5 subjects with normal choroid were imaged with SD-OCT (Zeiss Cirrus, 200×200×1024 voxels, voxel size of 30x30x2µm). The method constructed 3 sub-graphs for applying a maximum flow algorithm to determine in 3D possibly discontiguous region of vasculature and the two closest surfaces identifying the choroid (the lower surface of the retinal pigment epithelial (RPE) complex and a reference surface under the choroid). Using regional intensity information inside interactively identified seeds, regional costs were used to build the first sub-graph. Additional two gradient-based cost function images were used to build the remaining sub-graphs. All three sub-graphs were connected by intra-column edges, which introduced a distance constraint between the region of vasculature and the two surfaces. The final solution was obtained by computing the minimum-cut in the overall graph. The performance of this method was compared with that of a conventional graph-cut segmentation without the simultaneous dual-surface detection.
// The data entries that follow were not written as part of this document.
//! API 层配置
//!
//! 执行配置 RunConfig：限制、VM 选项、日志器与原生函数注册表

use krill_config::{KrillConfig, LimitConfig, VmConfig};
use krill_core::{NativeRegistry, VmOptions};
use krill_log::{LogConfig, LogRingBuffer, Logger};
use std::sync::Arc;

/// Execution configuration
#[derive(Clone)]
pub struct RunConfig {
    /// Execution limits
    pub limits: LimitConfig,
    /// VM tuning options
    pub vm: VmConfig,
    /// Logger shared with the VM
    pub logger: Arc<Logger>,
    /// Host functions available to programs
    pub natives: NativeRegistry,
    /// Crash-dump buffer attached to `logger`, if any
    pub ring: Option<LogRingBuffer>,
}

impl std::fmt::Debug for RunConfig {
    fn fmt(&self, f: &mut std::fmt::Formatter<'_>) -> std::fmt::Result {
        f.debug_struct("RunConfig")
            .field("limits", &self.limits)
            .field("vm", &self.vm)
            .field("natives", &self.natives)
            .field("ring", &self.ring.as_ref().map(LogRingBuffer::capacity))
            .finish()
    }
}

impl Default for RunConfig {
    fn default() -> Self {
        Self {
            limits: LimitConfig::default(),
            vm: VmConfig::default(),
            logger: Logger::noop(),
            natives: NativeRegistry::with_builtins(),
            ring: None,
        }
    }
}

impl RunConfig {
    /// Build a run configuration from a parsed [`KrillConfig`].
    ///
    /// The logger is initialized from `config.logging`; builtin natives are
    /// registered.
    pub fn from_config(config: &KrillConfig) -> Self {
        let (logger, ring) = LogConfig::from_logging(&config.logging).init();
        Self {
            limits: config.limits.clone(),
            vm: config.vm.clone(),
            logger,
            natives: NativeRegistry::with_builtins(),
            ring,
        }
    }

    /// Options for one VM instance
    pub fn vm_options(&self) -> VmOptions {
        VmOptions {
            limits: self.limits.clone(),
            vm: self.vm.clone(),
            logger: self.logger.clone(),
            natives: self.natives.clone(),
        }
    }
}

#[cfg(test)]
mod tests {
    use super::*;
    use krill_log::Level;

    #[test]
    fn test_default_run_config() {
        let cfg = RunConfig::default();
        assert_eq!(cfg.limits, LimitConfig::default());
        assert!(cfg.natives.contains("divmod"));
        assert!(cfg.ring.is_none());
        assert!(!cfg.logger.is_enabled(Level::Warn));
    }

    #[test]
    fn test_from_config_with_ring_buffer() {
        let config = KrillConfig::from_json_str(
            r#"{"limits": {"max_call_depth": 32}, "logging": {"level": "debug", "ring_buffer": 8}}"#,
        )
        .unwrap();
        let cfg = RunConfig::from_config(&config);
        assert_eq!(cfg.limits.max_call_depth, 32);
        assert!(cfg.logger.is_enabled(Level::Debug));
        assert_eq!(cfg.ring.as_ref().map(LogRingBuffer::capacity), Some(8));

        let options = cfg.vm_options();
        assert_eq!(options.limits.max_call_depth, 32);
        assert_eq!(options.natives.len(), cfg.natives.len());
    }

    #[test]
    fn test_debug_skips_logger() {
        let text = format!("{:?}", RunConfig::default());
        assert!(text.starts_with("RunConfig"));
        assert!(!text.contains("logger"));
    }
}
Our approach successfully identified the choridal vasculature in all 5 analyzed datasets, proving the feasibility of fully-3D detection of choroidal vasculature in SD-OCT. Figure below shows four examples of the segmentation results as 3D renderings.
Overall, our new approach successfully imaged the choroidal vasculature in 3D and produced markedly more accurate results with less over-segmentation compared to the conventional graph-cut approach. Though expert-assisted, this technique has the potential to advance choroidal imaging in retinal disease.